Cantamos en la Eucaristía, como no puede ser de otra manera con este pueblo, aunque solo somos tres: Domi, Reuter y yo. Hablamos de la esperanza y tratamos de dar ánimos al hombre, pero está realmente desolado. Espero que lo que no decimos, pero hacemos -acoger, ayudar, acompañar, consolar- tenga para él más fuerza que las meras palabras, que siempre parecen estorbar en momentos así.

Son las 8 de la noche. “Ve con Reuter a cenar. Yo les espero acá”. Y así me quedo solo con Rita un largo rato.

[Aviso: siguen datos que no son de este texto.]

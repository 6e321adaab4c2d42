//! Host registry
//!
//! Pure bookkeeping, no I/O. The service wraps it in a lock and performs
//! network calls outside that lock.

use std::collections::BTreeMap;

use super::host::{HostKey, HostNode, HostState};

/// Outcome of [`HostRegistry::upsert`].
#[derive(Debug, Clone, Copy, PartialEq, Eq)]
pub enum Upsert {
    /// The key was not present.
    Inserted,
    /// The record carried a newer heartbeat and replaced the stored one.
    Updated,
    /// The record was not newer; the stored one is kept.
    Stale,
}

/// Hosts keyed by host key, including the local host.
#[derive(Debug, Clone)]
pub struct HostRegistry {
    self_key: HostKey,
    hosts: BTreeMap<HostKey, HostNode>,
}

impl HostRegistry {
    /// Registry seeded with the local host, which is always `Known`.
    pub fn new(mut local: HostNode) -> Self {
        local.state = HostState::Known;
        let self_key = local.key.clone();
        let mut hosts = BTreeMap::new();
        hosts.insert(self_key.clone(), local);
        Self { self_key, hosts }
    }

    pub fn self_key(&self) -> &HostKey {
        &self.self_key
    }

    pub fn local(&self) -> Option<&HostNode> {
        self.hosts.get(&self.self_key)
    }

    /// Insert, or replace when the incoming heartbeat is strictly newer.
    /// A replacement keeps the locally observed liveness state.
    pub fn upsert(&mut self, node: HostNode) -> Upsert {
        match self.hosts.get_mut(&node.key) {
            None => {
                self.hosts.insert(node.key.clone(), node);
                Upsert::Inserted
            }
            Some(existing) if node.heartbeat > existing.heartbeat => {
                let state = existing.state;
                *existing = HostNode { state, ..node };
                Upsert::Updated
            }
            Some(_) => Upsert::Stale,
        }
    }

    /// Returns the previous state, or `None` when the host is unknown.
    pub fn set_state(&mut self, key: &HostKey, state: HostState) -> Option<HostState> {
        let node = self.hosts.get_mut(key)?;
        Some(std::mem::replace(&mut node.state, state))
    }

    /// The local host cannot be removed.
    pub fn remove(&mut self, key: &HostKey) -> Option<HostNode> {
        if key == &self.self_key {
            return None;
        }
        self.hosts.remove(key)
    }

    pub fn get(&self, key: &HostKey) -> Option<&HostNode> {
        self.hosts.get(key)
    }

    pub fn contains(&self, key: &HostKey) -> bool {
        self.hosts.contains_key(key)
    }

    pub fn len(&self) -> usize {
        self.hosts.len()
    }

    pub fn is_empty(&self) -> bool {
        self.hosts.is_empty()
    }

    pub fn snapshot(&self) -> Vec<HostNode> {
        self.hosts.values().cloned().collect()
    }

    /// Peers only, excluding the local host.
    pub fn peers(&self) -> Vec<HostNode> {
        self.hosts
            .values()
            .filter(|n| n.key != self.self_key)
            .cloned()
            .collect()
    }

    pub fn in_state(&self, state: HostState) -> Vec<HostNode> {
        self.hosts
            .values()
            .filter(|n| n.state == state)
            .cloned()
            .collect()
    }
}
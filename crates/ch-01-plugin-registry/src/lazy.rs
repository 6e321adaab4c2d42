//! Lazy plugin wrapper
//!
//! Defers instantiation to the first `get()`. The instance is published
//! through a `OnceLock`; the slow path serializes on a mutex and re-checks,
//! so concurrent first callers trigger exactly one factory call. A failed
//! factory call publishes nothing and the next caller retries.

use std::sync::atomic::{AtomicUsize, Ordering};
use std::sync::{Arc, OnceLock};

use parking_lot::Mutex;
use tracing::{info, warn};

use crate::domain::{MonitorRegistry, Plugin, PluginInfo};
use crate::error::PluginError;
use crate::factory::FactoryRegistry;

/// Where a lazily created instance registers its monitor.
#[derive(Clone)]
pub(crate) struct MonitorTarget {
    pub(crate) registry: Arc<MonitorRegistry>,
    pub(crate) scope: String,
}

/// Deferred plugin instance.
pub struct LazyPlugin<T: ?Sized + 'static> {
    info: PluginInfo,
    factories: Arc<FactoryRegistry<T>>,
    instance: OnceLock<Arc<T>>,
    init_lock: Mutex<()>,
    attempts: AtomicUsize,
    monitor: Option<MonitorTarget>,
}

impl<T: ?Sized + Plugin> LazyPlugin<T> {
    pub(crate) fn new(
        info: PluginInfo,
        factories: Arc<FactoryRegistry<T>>,
        monitor: Option<MonitorTarget>,
    ) -> Self {
        Self {
            info,
            factories,
            instance: OnceLock::new(),
            init_lock: Mutex::new(()),
            attempts: AtomicUsize::new(0),
            monitor,
        }
    }

    pub fn info(&self) -> &PluginInfo {
        &self.info
    }

    /// Whether the instance has been created.
    pub fn is_loaded(&self) -> bool {
        self.instance.get().is_some()
    }

    /// Number of factory calls made so far, successful or not.
    pub fn attempts(&self) -> usize {
        self.attempts.load(Ordering::Acquire)
    }

    /// The instance if already created, without triggering creation.
    pub fn peek(&self) -> Option<Arc<T>> {
        self.instance.get().cloned()
    }

    /// Get or create the instance.
    pub fn get(&self) -> Result<Arc<T>, PluginError> {
        if let Some(instance) = self.instance.get() {
            return Ok(Arc::clone(instance));
        }

        let _guard = self.init_lock.lock();
        if let Some(instance) = self.instance.get() {
            return Ok(Arc::clone(instance));
        }

        self.attempts.fetch_add(1, Ordering::AcqRel);
        let instance = match self.factories.create(&self.info) {
            Ok(instance) => instance,
            Err(e) => {
                warn!(plugin = %self.info.name, error = %e, "[ch-01] Lazy instantiation failed");
                return Err(e);
            }
        };

        if let Some(target) = &self.monitor {
            if let Some(m) = Arc::clone(&instance).as_monitorable() {
                target.registry.register(&target.scope, &self.info.name, m);
            }
        }

        // Only this guarded path ever sets the cell.
        let _ = self.instance.set(Arc::clone(&instance));
        info!(plugin = %self.info.name, class = %self.info.class, "[ch-01] Lazy plugin created");
        Ok(instance)
    }
}

impl<T: ?Sized + 'static> std::fmt::Debug for LazyPlugin<T> {
    fn fmt(&self, f: &mut std::fmt::Formatter<'_>) -> std::fmt::Result {
        f.debug_struct("LazyPlugin")
            .field("name", &self.info.name)
            .field("class", &self.info.class)
            .field("loaded", &self.instance.get().is_some())
            .finish()
    }
}
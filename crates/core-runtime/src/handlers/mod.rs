//! Built-in request handlers
//!
//! | Key | Handler | Response |
//! |-----|---------|----------|
//! | `ping` | [`PingHandler`] | `status = OK` and the core name |
//! | `echo` | [`EchoHandler`] | the request params and body |
//! | `stats` | [`StatsHandler`] | the core's description |
//!
//! Every core's `plugins[]` may reference these keys.

mod builtin;

pub use builtin::{EchoHandler, PingHandler, StatsHandler};

use std::sync::Arc;

use ch_01_plugin_registry::FactoryRegistry;

use crate::cores::RequestHandler;

/// Register the built-in handler factories.
pub fn register_builtins(factories: &FactoryRegistry<dyn RequestHandler>) {
    factories.register("ping", |info| {
        Ok(Arc::new(PingHandler::new(info)) as Arc<dyn RequestHandler>)
    });
    factories.register("echo", |info| {
        Ok(Arc::new(EchoHandler::new(info)) as Arc<dyn RequestHandler>)
    });
    factories.register("stats", |_| Ok(Arc::new(StatsHandler) as Arc<dyn RequestHandler>));
}
//! Document layout
//!
//! ```text
//! <root>/<name>.xml                     global document
//! <root>/users/<user>/<category>.xml    per-user document
//! ```

use std::fmt;
use std::str::FromStr;

use crate::error::{StoreError, StoreResult};

/// File extension of persisted documents.
pub const DOCUMENT_EXT: &str = "xml";

/// Directory under the store root holding per-user documents.
pub const USERS_DIR: &str = "users";

/// Per-user document categories.
#[derive(Debug, Clone, Copy, PartialEq, Eq, Hash)]
pub enum UserCategory {
    Profile,
    Preferences,
    Contacts,
    Friends,
    Groups,
    History,
    DeviceSettings,
    Announcements,
}

impl UserCategory {
    pub const ALL: [UserCategory; 8] = [
        Self::Profile,
        Self::Preferences,
        Self::Contacts,
        Self::Friends,
        Self::Groups,
        Self::History,
        Self::DeviceSettings,
        Self::Announcements,
    ];

    pub fn as_str(self) -> &'static str {
        match self {
            Self::Profile => "profile",
            Self::Preferences => "preferences",
            Self::Contacts => "contacts",
            Self::Friends => "friends",
            Self::Groups => "groups",
            Self::History => "history",
            Self::DeviceSettings => "device-settings",
            Self::Announcements => "announcements",
        }
    }
}

impl fmt::Display for UserCategory {
    fn fmt(&self, f: &mut fmt::Formatter<'_>) -> fmt::Result {
        f.write_str(self.as_str())
    }
}

impl FromStr for UserCategory {
    type Err = StoreError;

    fn from_str(s: &str) -> Result<Self, Self::Err> {
        Self::ALL
            .into_iter()
            .find(|c| c.as_str() == s)
            .ok_or_else(|| StoreError::InvalidPath {
                path: s.to_string(),
                message: "unknown user document category".into(),
            })
    }
}

/// Reject anything that is not a single plain path segment.
pub fn validate_segment(segment: &str) -> StoreResult<()> {
    let bad = segment.is_empty()
        || segment == "."
        || segment == ".."
        || segment.contains(['/', '\\', '\0']);
    if bad {
        return Err(StoreError::InvalidPath {
            path: segment.to_string(),
            message: "must be a single non-empty path segment".into(),
        });
    }
    Ok(())
}

/// Relative path of a global document.
pub fn global_path(name: &str) -> StoreResult<String> {
    validate_segment(name)?;
    Ok(format!("{name}.{DOCUMENT_EXT}"))
}

/// Relative path of a user's directory.
pub fn user_dir_path(user: &str) -> StoreResult<String> {
    validate_segment(user)?;
    Ok(format!("{USERS_DIR}/{user}"))
}

/// Relative path of a per-user document.
pub fn user_path(user: &str, category: UserCategory) -> StoreResult<String> {
    Ok(format!("{}/{}.{DOCUMENT_EXT}", user_dir_path(user)?, category.as_str()))
}

#[cfg(test)]
mod tests {
    use super::*;

    #[test]
    fn test_paths() {
        assert_eq!(global_path("settings").unwrap(), "settings.xml");
        assert_eq!(
            user_path("alice", UserCategory::DeviceSettings).unwrap(),
            "users/alice/device-settings.xml"
        );
    }

    #[test]
    fn test_traversal_rejected() {
        assert!(global_path("../etc/passwd").is_err());
        assert!(user_path("..", UserCategory::Profile).is_err());
        assert!(user_path("", UserCategory::Profile).is_err());
    }

    #[test]
    fn test_category_parse() {
        for c in UserCategory::ALL {
            assert_eq!(c.as_str().parse::<UserCategory>().unwrap(), c);
        }
        assert!("wallet".parse::<UserCategory>().is_err());
    }
}
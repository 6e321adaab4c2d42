//! # CH-04 Core Cluster
//!
//! Membership between identical hosts. Each host derives a stable key from
//! its identity, keeps a registry of peers, and talks to them over plain
//! asynchronous HTTP fetches.
//!
//! ## Architecture
//!
//! - **Domain Layer** (`domain/`): [`HostKey`] derivation, [`HostNode`],
//!   the lock-free [`HostRegistry`] and [`ClusterConfig`]
//! - **Ports Layer** (`ports/`): [`Fetcher`] transport and
//!   [`FetchListener`] callback
//! - **Adapters Layer** (`adapters/`): [`ReqwestFetcher`]
//! - **Service** (`service.rs`): [`CoreCluster`]
//!
//! ## Host States
//!
//! | State | Meaning |
//! |-------|---------|
//! | `Unknown` | Added, or the last probe failed |
//! | `Pinged` | A probe is outstanding |
//! | `Known` | The last probe succeeded (the local host is always `Known`) |
//!
//! ## Handshake Endpoints
//!
//! | Request | Served by |
//! |---------|-----------|
//! | `GET /admin/cluster/ping` | [`CoreCluster::handle_ping`] |
//! | `POST /admin/cluster/join` | [`CoreCluster::handle_join`] |
//! | `POST /admin/cluster/attach` | [`CoreCluster::handle_attach`] |
//! | `GET /admin/cluster/hosts?mode=` | [`CoreCluster::handle_hosts`] |
//!
//! Outgoing handshakes carry `X-Cluster-Id` and, when configured,
//! `X-Cluster-Secret`.

pub mod adapters;
pub mod domain;
pub mod error;
pub mod ports;
pub mod service;

pub use adapters::ReqwestFetcher;
pub use domain::{
    ClusterConfig, HostIdentity, HostKey, HostMode, HostNode, HostRegistry, HostSelf, HostState,
};
pub use error::{ClusterError, ClusterResult};
pub use ports::{FetchListener, Fetcher, Headers};
pub use service::{
    AttachRequest, ClusterStats, CoreCluster, ATTACH_PATH, CLUSTER_ID_HEADER, HOSTS_PATH,
    JOIN_PATH, PING_PATH, SECRET_HEADER,
};
//! # CH-03 Core Store
//!
//! Storage abstraction shared by all cores: resolves store URIs to local or
//! distributed filesystems, tracks capacity, and persists [`NamedList`]
//! documents globally and per user.
//!
//! ## Architecture
//!
//! - **Domain Layer** (`domain/`): URI dispatch ([`StoreUri`]) and document
//!   layout ([`UserCategory`])
//! - **Ports Layer** (`ports/`): [`StoreFs`], the async filesystem interface
//! - **Adapters Layer** (`adapters/`): [`LocalStoreFs`] and
//!   [`WebHdfsStoreFs`]
//! - **Store Info** (`store_info.rs`): [`StoreInfo`] with a 60 second
//!   capacity cache
//! - **Service** (`service.rs`): [`CoreStore`]
//!
//! ## Document Layout
//!
//! | Document | Path |
//! |----------|------|
//! | Global `<name>` | `<root>/<name>.xml` |
//! | User `<user>`, category `<c>` | `<root>/users/<user>/<c>.xml` |
//!
//! A document that was never saved loads as an empty [`NamedList`].
//!
//! [`NamedList`]: shared_types::NamedList

pub mod adapters;
pub mod domain;
pub mod error;
pub mod ports;
pub mod service;
pub mod store_info;

pub use adapters::{LocalStoreFs, WebHdfsStoreFs};
pub use domain::{StoreScheme, StoreUri, UserCategory};
pub use error::{StoreError, StoreResult};
pub use ports::{Capacity, StoreFs};
pub use service::{CoreStore, StoreConfig};
pub use store_info::{StoreInfo, CAPACITY_TTL};

#[cfg(test)]
mod tests;
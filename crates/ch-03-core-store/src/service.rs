//! # Core Store Service
//!
//! Resolves store URIs to filesystem handles, owns the store list, persists
//! documents and hands out local working directories.

use std::collections::HashMap;
use std::path::{Path, PathBuf};
use std::sync::atomic::{AtomicBool, Ordering};
use std::sync::Arc;
use std::time::Duration;

use parking_lot::{Mutex, RwLock};
use shared_types::{ConfigNode, CoreResult, NamedList};
use tracing::{debug, info, warn};

use crate::adapters::{LocalStoreFs, WebHdfsStoreFs};
use crate::domain::{
    decode_document, encode_document, global_path, split_authority, user_dir_path, user_path,
    StoreUri, UserCategory,
};
use crate::error::{StoreError, StoreResult};
use crate::ports::StoreFs;
use crate::store_info::{StoreInfo, CAPACITY_TTL};

/// Store configuration (`[store]` section).
#[derive(Debug, Clone)]
pub struct StoreConfig {
    /// Root of the default local store and of the working directories.
    pub local_dir: PathBuf,
    /// Configured backing stores. Empty means "local only".
    pub uris: Vec<String>,
    /// HDFS user for distributed stores.
    pub dfs_user: Option<String>,
    /// `host[:port]` used by `dfs:` URIs that name no namenode.
    pub dfs_namenode: Option<String>,
    pub capacity_ttl: Duration,
}

impl Default for StoreConfig {
    fn default() -> Self {
        Self {
            local_dir: PathBuf::from("store"),
            uris: Vec::new(),
            dfs_user: None,
            dfs_namenode: None,
            capacity_ttl: CAPACITY_TTL,
        }
    }
}

impl StoreConfig {
    pub fn new(local_dir: impl Into<PathBuf>) -> Self {
        Self {
            local_dir: local_dir.into(),
            ..Self::default()
        }
    }

    #[must_use]
    pub fn with_uris(mut self, uris: Vec<String>) -> Self {
        self.uris = uris;
        self
    }

    #[must_use]
    pub fn with_dfs_namenode(mut self, namenode: impl Into<String>) -> Self {
        self.dfs_namenode = Some(namenode.into());
        self
    }

    /// Parse `uri` against the configured default namenode.
    pub fn parse_uri(&self, uri: &str) -> StoreResult<StoreUri> {
        StoreUri::parse_with_namenode(uri, self.dfs_namenode.as_deref())
    }

    /// Read `store.local_dir`, `store.uris`, `store.dfs_user`,
    /// `store.dfs_namenode` and `store.capacity_ttl_secs`. Every URI is
    /// validated here.
    pub fn from_config(root: &ConfigNode) -> CoreResult<Self> {
        let defaults = Self::default();
        let config = Self {
            local_dir: root
                .get_str("store.local_dir")
                .map(PathBuf::from)
                .unwrap_or(defaults.local_dir),
            uris: root.get_str_list("store.uris"),
            dfs_user: root.get_str("store.dfs_user").map(str::to_string),
            dfs_namenode: root.get_str("store.dfs_namenode").map(str::to_string),
            capacity_ttl: root
                .get_i64("store.capacity_ttl_secs")
                .and_then(|s| u64::try_from(s).ok())
                .map(Duration::from_secs)
                .unwrap_or(defaults.capacity_ttl),
        };
        if let Some(namenode) = &config.dfs_namenode {
            split_authority(namenode, namenode.trim())?;
        }
        for uri in &config.uris {
            config.parse_uri(uri)?;
        }
        Ok(config)
    }
}

const DATA_DIR: &str = "data";
const CACHE_DIR: &str = "cache";
const TEMP_DIR: &str = "tmp";

/// Storage subsystem shared by every core.
pub struct CoreStore {
    config: StoreConfig,
    default_fs: Arc<LocalStoreFs>,
    handles: RwLock<HashMap<StoreUri, Arc<dyn StoreFs>>>,
    infos: Mutex<Option<Vec<Arc<StoreInfo>>>>,
    closed: AtomicBool,
}

impl CoreStore {
    pub fn new(config: StoreConfig) -> Self {
        info!(
            local_dir = %config.local_dir.display(),
            stores = config.uris.len(),
            "[ch-03] Core store created"
        );
        Self {
            default_fs: Arc::new(LocalStoreFs::new(config.local_dir.clone())),
            config,
            handles: RwLock::new(HashMap::new()),
            infos: Mutex::new(None),
            closed: AtomicBool::new(false),
        }
    }

    pub fn config(&self) -> &StoreConfig {
        &self.config
    }

    pub fn local_dir(&self) -> &Path {
        &self.config.local_dir
    }

    pub fn is_closed(&self) -> bool {
        self.closed.load(Ordering::Acquire)
    }

    fn ensure_open(&self) -> StoreResult<()> {
        if self.is_closed() {
            Err(StoreError::Closed)
        } else {
            Ok(())
        }
    }

    /// Filesystem handle for a store URI. Handles are cached per URI.
    pub fn get_store_fs(&self, uri: &str) -> StoreResult<Arc<dyn StoreFs>> {
        self.ensure_open()?;
        let parsed = self.config.parse_uri(uri)?;

        let is_default = match &parsed {
            StoreUri::Default => true,
            StoreUri::Local { path } => path == &self.config.local_dir,
            StoreUri::Distributed { .. } => false,
        };
        if is_default {
            return Ok(Arc::clone(&self.default_fs) as Arc<dyn StoreFs>);
        }

        if let Some(fs) = self.handles.read().get(&parsed) {
            return Ok(Arc::clone(fs));
        }

        let fs: Arc<dyn StoreFs> = match &parsed {
            StoreUri::Local { path } => Arc::new(LocalStoreFs::new(path.clone())),
            StoreUri::Distributed { host, port, path } => {
                let mut dfs = WebHdfsStoreFs::new(host.clone(), *port, path.clone())?;
                if let Some(user) = &self.config.dfs_user {
                    dfs = dfs.with_user(user.clone());
                }
                Arc::new(dfs)
            }
            StoreUri::Default => Arc::clone(&self.default_fs) as Arc<dyn StoreFs>,
        };
        debug!(uri = %parsed, "[ch-03] Store handle opened");

        let mut handles = self.handles.write();
        Ok(Arc::clone(handles.entry(parsed).or_insert(fs)))
    }

    /// Configured stores, built on first call and cached for the life of
    /// the store. With no URIs configured this is a single local entry
    /// rooted at `local_dir`.
    pub fn get_store_infos(&self) -> StoreResult<Vec<Arc<StoreInfo>>> {
        self.ensure_open()?;
        let mut infos = self.infos.lock();
        if let Some(existing) = infos.as_ref() {
            return Ok(existing.clone());
        }

        let built: Vec<Arc<StoreInfo>> = if self.config.uris.is_empty() {
            vec![Arc::new(StoreInfo::with_ttl(
                "local",
                Arc::clone(&self.default_fs) as Arc<dyn StoreFs>,
                self.config.capacity_ttl,
            ))]
        } else {
            self.config
                .uris
                .iter()
                .enumerate()
                .map(|(idx, uri)| -> StoreResult<Arc<StoreInfo>> {
                    let fs = self.get_store_fs(uri)?;
                    let name = format!("{}-{idx}", fs.scheme());
                    Ok(Arc::new(StoreInfo::with_ttl(name, fs, self.config.capacity_ttl)))
                })
                .collect::<StoreResult<_>>()?
        };

        info!(count = built.len(), "[ch-03] Store infos resolved");
        *infos = Some(built.clone());
        Ok(built)
    }

    /// Filesystem that holds documents: the first configured store.
    pub fn document_fs(&self) -> StoreResult<Arc<dyn StoreFs>> {
        let infos = self.get_store_infos()?;
        Ok(infos
            .first()
            .map(|info| Arc::clone(info.fs()))
            .unwrap_or_else(|| Arc::clone(&self.default_fs) as Arc<dyn StoreFs>))
    }

    async fn load_document(&self, path: &str) -> StoreResult<NamedList> {
        let fs = self.document_fs()?;
        match fs.read(path).await? {
            None => Ok(NamedList::new()),
            Some(bytes) => decode_document(path, &bytes),
        }
    }

    async fn save_document(&self, path: &str, doc: &NamedList) -> StoreResult<()> {
        let fs = self.document_fs()?;
        let bytes = encode_document(path, doc)?;
        fs.write(path, &bytes).await?;
        debug!(path, entries = doc.len(), "[ch-03] Document saved");
        Ok(())
    }

    /// Load a global document. Never-saved documents load as empty.
    pub async fn load_global(&self, name: &str) -> StoreResult<NamedList> {
        self.load_document(&global_path(name)?).await
    }

    pub async fn save_global(&self, name: &str, doc: &NamedList) -> StoreResult<()> {
        self.save_document(&global_path(name)?, doc).await
    }

    /// Load a per-user document. Never-saved documents load as empty.
    pub async fn load_user(&self, user: &str, category: UserCategory) -> StoreResult<NamedList> {
        self.load_document(&user_path(user, category)?).await
    }

    pub async fn save_user(
        &self,
        user: &str,
        category: UserCategory,
        doc: &NamedList,
    ) -> StoreResult<()> {
        self.save_document(&user_path(user, category)?, doc).await
    }

    /// Delete all of a user's documents.
    pub async fn delete_user(&self, user: &str) -> StoreResult<bool> {
        let fs = self.document_fs()?;
        fs.delete(&user_dir_path(user)?).await
    }

    fn ensure_dir(&self, relative: &str) -> StoreResult<PathBuf> {
        self.ensure_open()?;
        let dir = self.default_fs.resolve(relative)?;
        std::fs::create_dir_all(&dir)
            .map_err(|e| StoreError::io(dir.display().to_string(), e))?;
        Ok(dir)
    }

    /// `<local_dir>/data`, created on demand.
    pub fn data_dir(&self) -> StoreResult<PathBuf> {
        self.ensure_dir(DATA_DIR)
    }

    /// `<local_dir>/users/<user>`, created on demand.
    pub fn user_dir(&self, user: &str) -> StoreResult<PathBuf> {
        self.ensure_dir(&user_dir_path(user)?)
    }

    /// `<local_dir>/cache`, created on demand.
    pub fn cache_dir(&self) -> StoreResult<PathBuf> {
        self.ensure_dir(CACHE_DIR)
    }

    /// `<local_dir>/tmp`, created on demand.
    pub fn temp_dir(&self) -> StoreResult<PathBuf> {
        self.ensure_dir(TEMP_DIR)
    }

    /// Descriptors of every resolved store, without probing capacity.
    pub fn describe(&self) -> NamedList {
        let infos = self.infos.lock().clone().unwrap_or_default();
        infos
            .iter()
            .map(|info| (info.name().to_string(), info.describe()))
            .collect()
    }

    /// Stop serving. Idempotent; later calls fail with [`StoreError::Closed`].
    /// Cached filesystem handles stay alive until [`release_handles`].
    ///
    /// [`release_handles`]: CoreStore::release_handles
    pub fn close(&self) {
        if self.closed.swap(true, Ordering::AcqRel) {
            return;
        }
        let stores = self.infos.lock().take().map_or(0, |infos| infos.len());
        info!(stores, "[ch-03] Core store closed");
    }

    /// Drop every cached filesystem handle. Returns how many were released.
    pub fn release_handles(&self) -> usize {
        let released = {
            let mut handles = self.handles.write();
            let n = handles.len();
            handles.clear();
            n
        };
        debug!(released, "[ch-03] Store handles released");
        released
    }
}

impl Drop for CoreStore {
    fn drop(&mut self) {
        if !self.is_closed() {
            warn!("[ch-03] Core store dropped without close()");
        }
    }
}

impl std::fmt::Debug for CoreStore {
    fn fmt(&self, f: &mut std::fmt::Formatter<'_>) -> std::fmt::Result {
        f.debug_struct("CoreStore")
            .field("local_dir", &self.config.local_dir)
            .field("uris", &self.config.uris)
            .field("closed", &self.is_closed())
            .finish()
    }
}
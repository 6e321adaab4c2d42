//! Fixtures shared by the runtime's unit tests.

use std::path::Path;
use std::sync::Arc;

use async_trait::async_trait;
use ch_03_core_store::{CoreStore, StoreConfig};
use ch_04_core_cluster::{ClusterConfig, ClusterError, CoreCluster, Fetcher, Headers};
use parking_lot::Mutex;
use serde_json::Value;
use shared_types::ConfigNode;

use crate::container::{ContainersOptions, CoreContainers};
use crate::context::ProcessContext;

/// Records every URL and fails every request, so nothing leaves the
/// process.
#[derive(Default)]
pub(crate) struct OfflineFetcher {
    calls: Mutex<Vec<String>>,
}

impl OfflineFetcher {
    pub(crate) fn new() -> Arc<Self> {
        Arc::new(Self::default())
    }

    pub(crate) fn calls(&self) -> Vec<String> {
        self.calls.lock().clone()
    }

    fn refuse(&self, url: &str) -> Result<String, ClusterError> {
        self.calls.lock().push(url.to_string());
        Err(ClusterError::Http {
            url: url.to_string(),
            message: "offline".into(),
        })
    }
}

#[async_trait]
impl Fetcher for OfflineFetcher {
    async fn get(&self, url: &str, _headers: &Headers) -> Result<String, ClusterError> {
        self.refuse(url)
    }

    async fn post_json(&self, url: &str, _body: &Value, _headers: &Headers) -> Result<String, ClusterError> {
        self.refuse(url)
    }
}

/// Host configuration rooted at `dir`, with `body` appended.
pub(crate) fn host_config(dir: &Path, body: &str) -> ConfigNode {
    let text = format!(
        "[store]\nlocal_dir = {:?}\n\n{body}",
        dir.join("store").display().to_string()
    );
    ConfigNode::parse("host.toml", &text).unwrap()
}

/// A process context over a local store in `dir` and an offline cluster.
/// Requires a Tokio runtime.
pub(crate) fn context(dir: &Path) -> Arc<ProcessContext> {
    let root = host_config(dir, "");
    let store = Arc::new(CoreStore::new(StoreConfig::from_config(&root).unwrap()));
    let cluster = CoreCluster::new(ClusterConfig::default(), OfflineFetcher::new()).unwrap();
    Arc::new(ProcessContext::new(store, cluster))
}

/// Containers over `body`, wired to an offline fetcher. Not initialized.
pub(crate) fn containers(dir: &Path, body: &str) -> Arc<CoreContainers> {
    let options = ContainersOptions {
        http_port: Some(18983),
        fetcher: Some(OfflineFetcher::new()),
    };
    CoreContainers::with_options(host_config(dir, body), options).unwrap()
}

/// A `[[roles.<role>.cores]]` entry with `ping` as default handler plus
/// `/echo` and `/stats`.
pub(crate) fn core_entry(role: &str, name: &str) -> String {
    format!(
        r#"
[[roles.{role}.cores]]
name = "{name}"

[[roles.{role}.cores.plugins]]
name = "/ping"
class = "ping"
default = true

[[roles.{role}.cores.plugins]]
name = "/echo"
class = "echo"

[[roles.{role}.cores.plugins]]
name = "/stats"
class = "stats"
"#
    )
}
//! Adapters: the production HTTP transport.

pub mod http_fetcher;

pub use http_fetcher::ReqwestFetcher;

La he conocido ya difunta, hoy ha sido la primera vez que la he visto. Nunca he hablado con ella, no sé cómo es el tono su voz, ni su gesto, ni la forma de su sonrisa. Seguramente se mostraría ante mí modesta y vergonzosita, como genuina warmi napuruna. No comprenderé sus inquietudes, sus cotidianas batallas, las alegrías y dolores que entramaban el tejido de su vida.

Pero acá estamos los dos. Noto que hay una presencia en el cuerpo muerto, un potente vestigio de la identidad de la persona que fue; puesto que lo físico nos constituye de raíz cada día de nuestra existencia, el cuerpo es como una bitácora que registra nuestras edades y avatares. Tenemos pues un vínculo Rita y yo, hemos compartido algo de nosotros, algo espiritual.

No puedo dejarla sola. Recuerdo siempre aquella anécdota, cuando en uno de mis pueblos extremeños los familiares dejaron el féretro en la iglesia y se fueron a almorzar un día de nevada. Medito que, cuanto más débiles somos, a medida que nos acercamos al final, más necesitamos compañía. Y el cadáver es el retrato de nuestra absoluta indefensión como criaturas: tal como llegamos al mundo, nos marchamos. Por eso permanezco junto a Rita.

Llevar de madrugada el ataúd al puerto, bajarlo a mano por las gradas, pasar por tablas de madera y embarcarlo fue una aventura que necesitaría otra entrada. Increíble pero a la vez natural, como todo en mi selva. De pronto, conversando con alguien, te enteras de que tal persona, con quien estuviste no hace mucho, ha fallecido. Todo fluye en el ciclo de la vida, hasta arribar al pasado original, a la Tierra sin Mal, donde estará ya Rita con sus manos abiertas. Allí conoceré su sonrisa.